Currently, Wen is responsible for developing a systematically novel approach for distributed high resolution sensing using microwave and mm-wave integrated circuits and antennas. Such large scale sensing has the potential to revolutionize self-driving cars, robotics, and security monitoring. For a solution with cm-scale accuracy it is necessary to operate at multi-gigahertz bandwidths at mm-wave and sub-terahertz frequency ranges. However, digital processing, and digital matched filter implementation of such wideband signals is not possible. To address the challenge, Wen proposes an elegant approach for the wideband signal processing that can allow low-cost, low-power, and distributed deployment of such sensor nodes in a variety of situations where sensing would be critical and useful. Recent developments have shown a rising trend towards applications in miniaturized sensing systems, which can have immense potential in healthcare, and industrial and agricultural automation.
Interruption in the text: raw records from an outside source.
//! Common routines for handling input data.
use anyhow::{Context, Result, ensure};
use csv::StringRecord;
use serde::de::DeserializeOwned;
use std::fs;
use std::path::Path;

pub mod access;
pub mod demographic;
pub mod region;
pub mod supply;

/// Read a series of type `T`s from a CSV file.
///
/// Will raise an error if the file is empty.
///
/// # Arguments
///
/// * `file_path` - Path to the CSV file
pub fn read_csv<T: DeserializeOwned>(file_path: &Path) -> Result<Vec<T>> {
    let vec = read_csv_optional(file_path)?;
    ensure!(!vec.is_empty(), "CSV file {} cannot be empty", file_path.display());

    Ok(vec)
}

/// Read a series of type `T`s from a CSV file which may have no rows after its header.
///
/// # Arguments
///
/// * `file_path` - Path to the CSV file
pub fn read_csv_optional<T: DeserializeOwned>(file_path: &Path) -> Result<Vec<T>> {
    let mut reader = csv::Reader::from_path(file_path).with_context(|| input_err_msg(file_path))?;

    let mut vec = Vec::new();
    for result in reader.deserialize() {
        let record: T = result.with_context(|| input_err_msg(file_path))?;
        vec.push(record);
    }

    Ok(vec)
}

/// Parse a TOML file at the specified path.
///
/// # Arguments
///
/// * `file_path` - Path to the TOML file
///
/// # Returns
///
/// * The deserialised TOML data or an error if the file could not be read or parsed.
pub fn read_toml<T: DeserializeOwned>(file_path: &Path) -> Result<T> {
    let toml_str = fs::read_to_string(file_path).with_context(|| input_err_msg(file_path))?;
    let toml_data = toml::from_str(&toml_str).with_context(|| input_err_msg(file_path))?;
    Ok(toml_data)
}

/// Format an error message to include the file path. To be used with `anyhow::Context`.
pub fn input_err_msg<P: AsRef<Path>>(file_path: P) -> String {
    format!("Error reading {}", file_path.as_ref().display())
}

/// Check whether a slice is strictly increasing
pub fn is_sorted_and_unique<T: PartialOrd>(values: &[T]) -> bool {
    values.windows(2).all(|w| w[0] < w[1])
}

/// A CSV file whose columns are chosen at run time (e.g. `C000_c45`).
///
/// Every value is kept as text so that spatial unit IDs keep their leading zeros.
pub struct CsvTable {
    headers: StringRecord,
    records: Vec<StringRecord>,
}

impl CsvTable {
    /// Read a whole CSV file into memory
    pub fn from_path(file_path: &Path) -> Result<Self> {
        let mut reader =
            csv::Reader::from_path(file_path).with_context(|| input_err_msg(file_path))?;
        let headers = reader
            .headers()
            .with_context(|| input_err_msg(file_path))?
            .clone();
        let records: Vec<_> = reader
            .records()
            .collect::<Result<_, _>>()
            .with_context(|| input_err_msg(file_path))?;
        ensure!(
            !records.is_empty(),
            "CSV file {} cannot be empty",
            file_path.display()
        );

        Ok(Self { headers, records })
    }

    /// The column names, in file order
    pub fn headers(&self) -> impl Iterator<Item = &str> {
        self.headers.iter()
    }

    /// The position of the named column
    pub fn column_index(&self, name: &str) -> Result<usize> {
        self.headers
            .iter()
            .position(|header| header == name)
            .with_context(|| format!("Missing column {name}"))
    }

    /// The number of data rows
    pub fn row_count(&self) -> usize {
        self.records.len()
    }

    /// Iterate over the text values of one column
    pub fn iter_column(&self, index: usize) -> impl Iterator<Item = &str> {
        self.records
            .iter()
            .map(move |record| record.get(index).unwrap_or_default())
    }

    /// Iterate over the values of one column parsed as floats
    pub fn iter_float_column(&self, index: usize) -> impl Iterator<Item = Result<f64>> {
        let name = &self.headers[index];
        self.iter_column(index).enumerate().map(move |(row, value)| {
            value
                .trim()
                .parse()
                .with_context(|| {
                    format!("Invalid number {value:?} in column {name}, row {}", row + 1)
                })
        })
    }
}

/// Expand a file name pattern into a path inside the project folder.
///
/// Supported placeholders are `{region}`, `{tod}`, `{week}` and `{layer}` (`{week}_{tod}`).
pub fn expand_pattern(
    project_dir: &Path,
    pattern: &str,
    region: &str,
    week_of: &str,
    tod: Option<&str>,
) -> Result<std::path::PathBuf> {
    let mut expanded = pattern
        .replace("{region}", region)
        .replace("{week}", week_of);
    if let Some(tod) = tod {
        expanded = expanded
            .replace("{layer}", &format!("{week_of}_{tod}"))
            .replace("{tod}", tod);
    }
    ensure!(
        !expanded.contains('{'),
        "Unresolved placeholder in file pattern {pattern}"
    );

    Ok(project_dir.join(expanded))
}

#[cfg(test)]
mod tests {
    use super::*;
    use serde::Deserialize;
    use std::fs::File;
    use std::io::Write;
    use tempfile::tempdir;

    #[derive(Debug, PartialEq, Deserialize)]
    struct Record {
        id: String,
        value: u32,
    }

    fn create_csv_file(dir_path: &Path, contents: &str) -> std::path::PathBuf {
        let file_path = dir_path.join("test.csv");
        let mut file = File::create(&file_path).unwrap();
        writeln!(file, "{contents}").unwrap();
        file_path
    }

    #[test]
    fn test_read_csv() {
        let dir = tempdir().unwrap();
        let file_path = create_csv_file(dir.path(), "id,value\n010010201001,1\n010010201002,2");
        let records: Vec<Record> = read_csv(&file_path).unwrap();
        assert_eq!(
            records,
            [
                Record {
                    id: "010010201001".into(),
                    value: 1
                },
                Record {
                    id: "010010201002".into(),
                    value: 2
                }
            ]
        );

        // Header only
        let file_path = create_csv_file(dir.path(), "id,value");
        assert!(read_csv::<Record>(&file_path).is_err());
        assert!(read_csv_optional::<Record>(&file_path).unwrap().is_empty());
    }

    #[test]
    fn test_csv_table() {
        let dir = tempdir().unwrap();
        let file_path = create_csv_file(dir.path(), "BG20,C000\n0101,3.5\n0102,x");
        let table = CsvTable::from_path(&file_path).unwrap();
        assert_eq!(table.row_count(), 2);
        assert_eq!(table.column_index("C000").unwrap(), 1);
        assert!(table.column_index("C001").is_err());
        assert_eq!(table.iter_column(0).collect::<Vec<_>>(), ["0101", "0102"]);

        let values: Vec<_> = table.iter_float_column(1).collect();
        assert_eq!(*values[0].as_ref().unwrap(), 3.5);
        assert!(values[1].is_err());
    }

    #[test]
    fn test_is_sorted_and_unique() {
        assert!(is_sorted_and_unique::<u8>(&[]));
        assert!(is_sorted_and_unique(&[1, 6, 11]));
        assert!(!is_sorted_and_unique(&[1, 1]));
        assert!(!is_sorted_and_unique(&[6, 1]));
    }

    #[test]
    fn test_expand_pattern() {
        let dir = Path::new("project");
        assert_eq!(
            expand_pattern(
                dir,
                "{region}/acs_{region}_{week}_{tod}.csv",
                "WAS",
                "20240304",
                Some("WEDAM")
            )
            .unwrap(),
            dir.join("WAS/acs_WAS_20240304_WEDAM.csv")
        );
        assert_eq!(
            expand_pattern(dir, "{layer}.geojson", "WAS", "20240304", Some("SATAM")).unwrap(),
            dir.join("20240304_SATAM.geojson")
        );
        assert!(expand_pattern(dir, "{region}_{tod}.csv", "WAS", "20240304", None).is_err());
    }
}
When Wen started her college education, she was interested in system engineering as it draws on electrical engineering, computer engineering, and computer science. Her experience as a UROP (Undergraduate Research Opportunities Program) researcher, and her work on her Master’s thesis strengthened her knowledge in building a complex sensing system. Around the time Wen had applied to the department’s doctoral program, Professor Tousi was putting together a new group focused on mmWave circuits and systems. She had the opportunity to speak with him and realized that his research interests coincided with her own: sensing systems and mmWave integrated circuit design. As a doctoral student is his group, she felt ready to take the next step:  miniaturization and integrated circuit design. A research topic that has captured her attention that demands both sophisticated system-level design knowledge and intricate IC design skills is high-resolution mmWave radar.  The interdisciplinary nature of the field has been a driver for Wen. 

Wen is the recipient of the Bruce Bergman and the D. Sun and H. Hu ECE fellowships (2018). Wen’s entry was a best student paper finalist in the International Microwave Biomedical Conference. The Cadence scholarship is a recognition of her academic and professional potential, and Wen plans to continue her work with redoubled effort.